Ezra Pound photographed in 1913 by Alvin Langdon Coburn

And today is the birthday of Ezra Pound (Ezra Weston Loomis Pound; Hailey, Idaho Territory 30 October 1885 – 1 November 1972 Venice); poet and critic, and a major figure in the early modernist movement.  His contribution to poetry began with his development of Imagism, a movement derived from classical Chinese and Japanese poetry, stressing clarity, precision and economy of language.  His best-known works include Ripostes (1912), Hugh Selwyn Mauberley (1920) and the unfinished 120-section epic, The Cantos (1917–1969).

Working in London in the early 20th century as foreign editor of several American literary magazines, Pound helped discover and shape the work of contemporaries such as T. S. Eliot, James Joyce, Robert Frost and Ernest Hemingway.  This included arranging for the publication in 1915 of Eliot’s “The Love Song of J. Alfred Prufrock” and the serialization from 1918 of Joyce’s Ulysses.

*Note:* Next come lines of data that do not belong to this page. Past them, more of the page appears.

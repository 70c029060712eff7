//! This module defines the `Engine`, which executes a `TuringMachine` one step at a time.
//! It owns the machine's `MachineConfiguration` (state, tape, head, step count and halt
//! status) and is the only thing that mutates it.

use crate::table::TransitionTable;
use crate::tape::Tape;
use crate::types::{Halt, State, Step, Transition, TuringMachine};
use serde::Serialize;
use tracing::debug;

/// The mutable execution state of a machine.
///
/// A fresh configuration has an empty tape, the head at position 0 and the machine's
/// initial state. Presentation code only ever sees snapshots of it.
#[derive(Debug, Clone, PartialEq, Eq, Serialize)]
#[serde(rename_all = "camelCase")]
pub struct MachineConfiguration {
    pub current_state: State,
    pub tape: Tape,
    pub head_position: i64,
    pub step_count: u64,
    pub is_halted: bool,
    pub halt_state: Option<State>,
}

impl MachineConfiguration {
    /// Creates the starting configuration for `machine`.
    pub fn initial(machine: &TuringMachine) -> Self {
        Self {
            current_state: machine.initial_state.clone(),
            tape: Tape::default(),
            head_position: 0,
            step_count: 0,
            is_halted: false,
            halt_state: None,
        }
    }

    /// The number of `1`s currently on the tape.
    pub fn score(&self) -> usize {
        self.tape.score()
    }
}

/// Executes a Turing machine.
///
/// The engine is either ready or halted. `step` is the only operation that advances the
/// machine; once halted it becomes a no-op until `reset` or `load`.
#[derive(Debug, Clone)]
pub struct Engine {
    machine: TuringMachine,
    table: TransitionTable,
    config: MachineConfiguration,
    halt: Option<Halt>,
}

impl Engine {
    /// Creates an engine ready to run `machine` from its initial configuration.
    pub fn new(machine: TuringMachine) -> Self {
        Self {
            table: TransitionTable::new(machine.rules.clone()),
            config: MachineConfiguration::initial(&machine),
            machine,
            halt: None,
        }
    }

    /// Executes a single step.
    ///
    /// Reads the symbol under the head and applies the matching rule: write, move, change
    /// state and count the step. If no rule matches, the machine halts in its current
    /// state without touching the tape and without counting a step.
    ///
    /// # Returns
    ///
    /// * `Step::Continue` if a rule was applied and the machine is not halted.
    /// * `Step::Halt(_)` if the machine halted on this step or was already halted.
    pub fn step(&mut self) -> Step {
        if let Some(halt) = &self.halt {
            return Step::Halt(halt.clone());
        }

        let symbol = self.config.tape.read(self.config.head_position);

        let Some(rule) = self.table.lookup(&self.config.current_state, symbol) else {
            let state = self.config.current_state.clone();
            debug!(
                state = %state,
                %symbol,
                steps = self.config.step_count,
                "no rule defined, halting"
            );
            return self.halt_with(Halt::Undefined(state));
        };

        let write = rule.write_symbol;
        let offset = rule.direction.offset();
        let next = rule.next_state.clone();

        self.config.tape.write(self.config.head_position, write);
        self.config.head_position += offset;
        self.config.step_count += 1;

        if self.machine.is_halt_state(&next) {
            self.config.current_state = next.clone();
            debug!(
                state = %next,
                steps = self.config.step_count,
                score = self.config.score(),
                "reached halt state"
            );
            return self.halt_with(Halt::Reached(next));
        }

        self.config.current_state = next;
        Step::Continue
    }

    fn halt_with(&mut self, halt: Halt) -> Step {
        self.config.is_halted = true;
        self.config.halt_state = Some(halt.state().clone());
        self.halt = Some(halt.clone());
        Step::Halt(halt)
    }

    /// Steps until the machine halts or `max_steps` rules have been applied.
    ///
    /// Returns `Step::Continue` when the bound is exhausted, which means the machine may
    /// still be running; it is not marked halted.
    pub fn run(&mut self, max_steps: u64) -> Step {
        for _ in 0..max_steps {
            if let halt @ Step::Halt(_) = self.step() {
                return halt;
            }
        }

        // A machine can also halt on the step right after the bound is used up, but that
        // step was not requested.
        match &self.halt {
            Some(halt) => Step::Halt(halt.clone()),
            None => Step::Continue,
        }
    }

    /// Discards the current configuration and starts over from the held machine.
    pub fn reset(&mut self) {
        self.config = MachineConfiguration::initial(&self.machine);
        self.halt = None;
    }

    /// Replaces the machine and resets. No validation is performed.
    pub fn load(&mut self, machine: TuringMachine) {
        debug!(name = %machine.name, rules = machine.rules.len(), "loading machine");
        self.table = TransitionTable::new(machine.rules.clone());
        self.machine = machine;
        self.reset();
    }

    /// Replaces the rule set of the held machine without touching the configuration.
    ///
    /// A halted machine stays halted.
    pub fn update_rules(&mut self, rules: Vec<Transition>) {
        self.table = TransitionTable::new(rules.clone());
        self.machine.rules = rules;
    }

    /// Returns the rule that the next `step` would apply.
    pub fn transition(&self) -> Option<&Transition> {
        if self.halt.is_some() {
            return None;
        }

        let symbol = self.config.tape.read(self.config.head_position);
        self.table.lookup(&self.config.current_state, symbol)
    }

    pub fn configuration(&self) -> &MachineConfiguration {
        &self.config
    }

    /// Returns an owned copy of the current configuration.
    pub fn snapshot(&self) -> MachineConfiguration {
        self.config.clone()
    }

    pub fn machine(&self) -> &TuringMachine {
        &self.machine
    }

    pub fn table(&self) -> &TransitionTable {
        &self.table
    }

    pub fn state(&self) -> &State {
        &self.config.current_state
    }

    pub fn tape(&self) -> &Tape {
        &self.config.tape
    }

    pub fn head(&self) -> i64 {
        self.config.head_position
    }

    pub fn step_count(&self) -> u64 {
        self.config.step_count
    }

    pub fn score(&self) -> usize {
        self.config.score()
    }

    pub fn is_halted(&self) -> bool {
        self.config.is_halted
    }

    /// Returns why the machine halted, if it has.
    pub fn halt(&self) -> Option<&Halt> {
        self.halt.as_ref()
    }
}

Pound lost faith in England and blamed the WWI on usury and international capitalism.  He moved to Italy in 1924, and throughout the 1930s and 1940s he embraced Benito Mussolini’s fascism and wrote for publications owned by the British fascist Oswald Mosley.  During World War II, he was paid by the Italian government to make hundreds of radio broadcasts criticizing the United States, Franklin D. Roosevelt and Jews, as a result of which he was arrested in 1945 by American forces in Italy on charges of treason.  He spent months in detention in a U.S. military camp in Pisa, including three weeks in a six-by-six-foot outdoor steel cage, which he said triggered a mental breakdown: “when the raft broke and the waters went over me”.  Deemed unfit to stand trial, he was incarcerated in St. Elizabeths psychiatric hospital in Washington, D.C., for over 12 years.

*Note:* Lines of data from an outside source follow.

//! This module provides the `MachineLoader` struct, responsible for loading machines from files
//! and strings. Two formats are understood: the JSON exchange record (`.json`) and the
//! textual rule format (`.bb`).

use crate::parser::parse;
use crate::types::{BusyBeaverError, TuringMachine};
use std::fs;
use std::path::{Path, PathBuf};

/// A machine file format.
#[derive(Debug, Clone, Copy, PartialEq, Eq)]
pub enum Format {
    /// The textual rule format.
    Text,
    /// The JSON exchange record.
    Json,
}

impl Format {
    /// Picks the format from a file extension: `.json` or `.bb`.
    pub fn from_path(path: &Path) -> Option<Self> {
        match path.extension()?.to_str()? {
            "json" => Some(Format::Json),
            "bb" => Some(Format::Text),
            _ => None,
        }
    }

    /// Guesses the format of in-memory content: JSON records start with `{`.
    pub fn detect(content: &str) -> Self {
        if content.trim_start().starts_with('{') {
            Format::Json
        } else {
            Format::Text
        }
    }
}

/// `MachineLoader` is a utility struct for loading machines.
pub struct MachineLoader;

impl MachineLoader {
    /// Loads a single machine from the specified file path.
    ///
    /// # Arguments
    ///
    /// * `path` - A `.json` or `.bb` file.
    ///
    /// # Returns
    ///
    /// * `Ok(TuringMachine)` if the file is read and parsed successfully.
    /// * `Err(BusyBeaverError::File)` if the file cannot be read or has an unknown extension.
    /// * `Err(BusyBeaverError::Parse)` or `Err(BusyBeaverError::Json)` if the content is invalid.
    pub fn load_machine(path: &Path) -> Result<TuringMachine, BusyBeaverError> {
        let format = Format::from_path(path).ok_or_else(|| {
            BusyBeaverError::File(format!(
                "Unsupported file {}: expected a .json or .bb extension",
                path.display()
            ))
        })?;

        let content = fs::read_to_string(path).map_err(|e| {
            BusyBeaverError::File(format!("Failed to read file {}: {}", path.display(), e))
        })?;

        Self::load_machine_as(&content, format)
    }

    /// Loads a single machine from string content, detecting its format.
    pub fn load_machine_from_str(content: &str) -> Result<TuringMachine, BusyBeaverError> {
        Self::load_machine_as(content, Format::detect(content))
    }

    /// Loads a single machine from string content in a known format.
    pub fn load_machine_as(
        content: &str,
        format: Format,
    ) -> Result<TuringMachine, BusyBeaverError> {
        match format {
            Format::Text => Ok(parse(content)?),
            Format::Json => TuringMachine::from_json(content),
        }
    }

    /// Loads every `.json` and `.bb` file in a directory.
    ///
    /// Directories and other files are skipped. Each loaded file yields its own result, so a
    /// single bad file does not hide the others.
    pub fn load_machines(
        directory: &Path,
    ) -> Vec<Result<(PathBuf, TuringMachine), BusyBeaverError>> {
        if !directory.exists() {
            return vec![Err(BusyBeaverError::File(format!(
                "Directory {} does not exist",
                directory.display()
            )))];
        }

        let entries = match fs::read_dir(directory) {
            Ok(entries) => entries,
            Err(e) => {
                return vec![Err(BusyBeaverError::File(format!(
                    "Failed to read directory {}: {}",
                    directory.display(),
                    e
                )))]
            }
        };

        let mut results: Vec<_> = entries
            .filter_map(|entry| {
                let entry = match entry {
                    Ok(entry) => entry,
                    Err(e) => {
                        return Some(Err(BusyBeaverError::File(format!(
                            "Failed to read directory entry: {}",
                            e
                        ))))
                    }
                };

                let path = entry.path();

                if path.is_dir() || Format::from_path(&path).is_none() {
                    return None;
                }

                match Self::load_machine(&path) {
                    Ok(machine) => Some(Ok((path, machine))),
                    Err(e) => Some(Err(BusyBeaverError::File(format!(
                        "Failed to load machine from {}: {}",
                        path.display(),
                        e
                    )))),
                }
            })
            .collect();

        // Directory order is platform dependent.
        results.sort_by(|a, b| match (a, b) {
            (Ok((a, _)), Ok((b, _))) => a.cmp(b),
            (Ok(_), Err(_)) => std::cmp::Ordering::Less,
            (Err(_), Ok(_)) => std::cmp::Ordering::Greater,
            (Err(a), Err(b)) => a.to_string().cmp(&b.to_string()),
        });

        results
    }
}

While in custody in Italy, Pound had begun work on sections of The Cantos.  These were published as The Pisan Cantos (1948), for which he was awarded the Bollingen Prize in 1949 by the Library of Congress, triggering enormous controversy.  Largely due to a campaign by his fellow writers, he was released from St. Elizabeths in 1958 and returned to live in Italy until his death.  His political views ensure that his work remains as controversial now as it was during his lifetime.  Hemingway wrote: “The best of Pound’s writing—and it is in the Cantos—will last as long as there is any literature.”

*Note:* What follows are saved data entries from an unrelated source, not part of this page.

//! This module converts machines to and from the compact standard notation used to share
//! Busy Beaver candidates, e.g. `1RB1LB_1LA1RZ`, and exports machines back to the textual
//! rule format.
//!
//! In standard notation each state gets one `_`-separated group, in order, starting with the
//! initial state as `A`. A group holds the actions for reading `0` and `1`, each written as
//! `<write><L|R><next>`, or `---` when the action is undefined. The halt state is `Z`, so
//! states use the letters `A` to `Y`.

use crate::table::TransitionTable;
use crate::types::{
    BusyBeaverError, Direction, State, Symbol, Transition, TuringMachine, DEFAULT_HALT_STATE,
};
use std::collections::HashMap;

const UNDEFINED_ACTION: &str = "---";
const HALT_LETTER: char = 'Z';
/// `Z` is reserved for the halt state.
const MAX_STATES: usize = 25;

/// Encodes a binary machine in standard notation.
///
/// States are lettered in order of first appearance in the rules, with the initial state
/// first. Every declared halt state is written as `Z`.
///
/// # Arguments
///
/// * `machine` - The machine to encode.
///
/// # Returns
///
/// * `Ok(String)` with the encoded machine.
/// * `Err(BusyBeaverError::Encoding)` if the machine uses symbols other than `0` and `1`,
///   uses the `N` direction, or has more than 25 states.
pub fn encode(machine: &TuringMachine) -> Result<String, BusyBeaverError> {
    check_encodable(machine)?;

    let states = state_order(machine);
    if states.len() > MAX_STATES {
        return Err(BusyBeaverError::Encoding(format!(
            "{} states do not fit in standard notation, the limit is {MAX_STATES}",
            states.len()
        )));
    }

    let letters: HashMap<&State, char> = states.iter().copied().zip('A'..HALT_LETTER).collect();
    let table = TransitionTable::new(machine.rules.clone());

    let groups: Vec<String> = states
        .iter()
        .map(|state| {
            [Symbol::ZERO, Symbol::ONE]
                .into_iter()
                .map(|symbol| match table.lookup(state, symbol) {
                    Some(rule) => encode_action(rule, machine, &letters),
                    None => UNDEFINED_ACTION.to_string(),
                })
                .collect()
        })
        .collect();

    Ok(groups.join("_"))
}

fn check_encodable(machine: &TuringMachine) -> Result<(), BusyBeaverError> {
    for rule in &machine.rules {
        if !rule.read_symbol.is_binary() || !rule.write_symbol.is_binary() {
            return Err(BusyBeaverError::Encoding(format!(
                "Rule \"{rule}\" uses a non-binary symbol"
            )));
        }
        if rule.direction == Direction::Stay {
            return Err(BusyBeaverError::Encoding(format!(
                "Rule \"{rule}\" does not move the head"
            )));
        }
    }

    Ok(())
}

/// Non-halt states, initial state first, then in order of first appearance.
fn state_order(machine: &TuringMachine) -> Vec<&State> {
    let mut order: Vec<&State> = Vec::new();

    let mentioned = machine
        .rules
        .iter()
        .flat_map(|rule| [&rule.current_state, &rule.next_state]);

    for state in std::iter::once(&machine.initial_state).chain(mentioned) {
        if !machine.is_halt_state(state) && !order.contains(&state) {
            order.push(state);
        }
    }

    order
}

fn encode_action(
    rule: &Transition,
    machine: &TuringMachine,
    letters: &HashMap<&State, char>,
) -> String {
    let next = if machine.is_halt_state(&rule.next_state) {
        HALT_LETTER
    } else {
        letters.get(&rule.next_state).copied().unwrap_or(HALT_LETTER)
    };

    format!("{}{}{}", rule.write_symbol, rule.direction, next)
}

/// Decodes standard notation into a machine.
///
/// States are named `A`, `B`, ... in group order, `A` is the initial state and both `Z` and
/// `H` decode to the `halt` state. The code itself becomes the machine's name.
pub fn decode(code: &str) -> Result<TuringMachine, BusyBeaverError> {
    let code = code.trim();
    if code.is_empty() {
        return Err(BusyBeaverError::Encoding("Empty machine code".to_string()));
    }

    let groups: Vec<&str> = code.split('_').collect();
    if groups.len() > MAX_STATES {
        return Err(BusyBeaverError::Encoding(format!(
            "{} states do not fit in standard notation, the limit is {MAX_STATES}",
            groups.len()
        )));
    }

    let letters: Vec<char> = ('A'..HALT_LETTER).take(groups.len()).collect();
    let mut rules = Vec::new();

    for (group, &letter) in groups.iter().zip(&letters) {
        let chars: Vec<char> = group.chars().collect();
        if chars.len() != 6 {
            return Err(BusyBeaverError::Encoding(format!(
                "Group \"{group}\" for state {letter} must hold exactly two 3-character actions"
            )));
        }

        for (action, read) in chars.chunks(3).zip([Symbol::ZERO, Symbol::ONE]) {
            if let Some(rule) = decode_action(action, letter, read, &letters)? {
                rules.push(rule);
            }
        }
    }

    Ok(TuringMachine::new(code, rules, State::new("A")))
}

fn decode_action(
    action: &[char],
    state: char,
    read: Symbol,
    letters: &[char],
) -> Result<Option<Transition>, BusyBeaverError> {
    let &[write, direction, next] = action else {
        return Err(BusyBeaverError::Encoding(format!(
            "Malformed action for state {state}"
        )));
    };

    if action.iter().collect::<String>() == UNDEFINED_ACTION {
        return Ok(None);
    }

    let invalid = |what: &str, found: char| {
        BusyBeaverError::Encoding(format!(
            "Invalid {what} '{found}' in action for state {state} reading {read}"
        ))
    };

    let write = Symbol::new(write);
    if !write.is_binary() {
        return Err(invalid("symbol", write.as_char()));
    }

    let direction = match direction {
        'L' => Direction::Left,
        'R' => Direction::Right,
        other => return Err(invalid("direction", other)),
    };

    let next = match next {
        HALT_LETTER => State::new(DEFAULT_HALT_STATE),
        letter if letters.contains(&letter) => State::from(letter.to_string()),
        // Older listings use `H` when there are fewer than eight states.
        'H' => State::new(DEFAULT_HALT_STATE),
        other => return Err(invalid("state", other)),
    };

    Ok(Some(Transition::new(
        State::from(state.to_string()),
        read,
        write,
        direction,
        next,
    )))
}

/// Exports a machine in the textual rule format, with its metadata as `# Key: value` lines.
pub fn to_text(machine: &TuringMachine) -> String {
    let mut lines = vec![format!("# Name: {}", machine.name)];

    if let Some(description) = &machine.description {
        lines.push(format!("# Description: {description}"));
    }

    lines.push(format!("# Initial: {}", machine.initial_state));

    if !machine.halt_states.is_empty() {
        let halts: Vec<&str> = machine.halt_states.iter().map(State::as_str).collect();
        lines.push(format!("# Halt: {}", halts.join(", ")));
    }

    lines.extend(machine.rules.iter().map(ToString::to_string));

    let mut text = lines.join("\n");
    text.push('\n');
    text
}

At a literary salon in January 1909, Pound met the novelist Olivia Shakespear and her daughter Dorothy, who became his wife in 1914.  Through Olivia Shakespear he was introduced to her former lover W. B. Yeats.  Pound had sent Yeats a copy of A Lume Spento the previous year, before he left for Venice, and Yeats had apparently found it charming.  The men became close friends, although Yeats was older by 20 years.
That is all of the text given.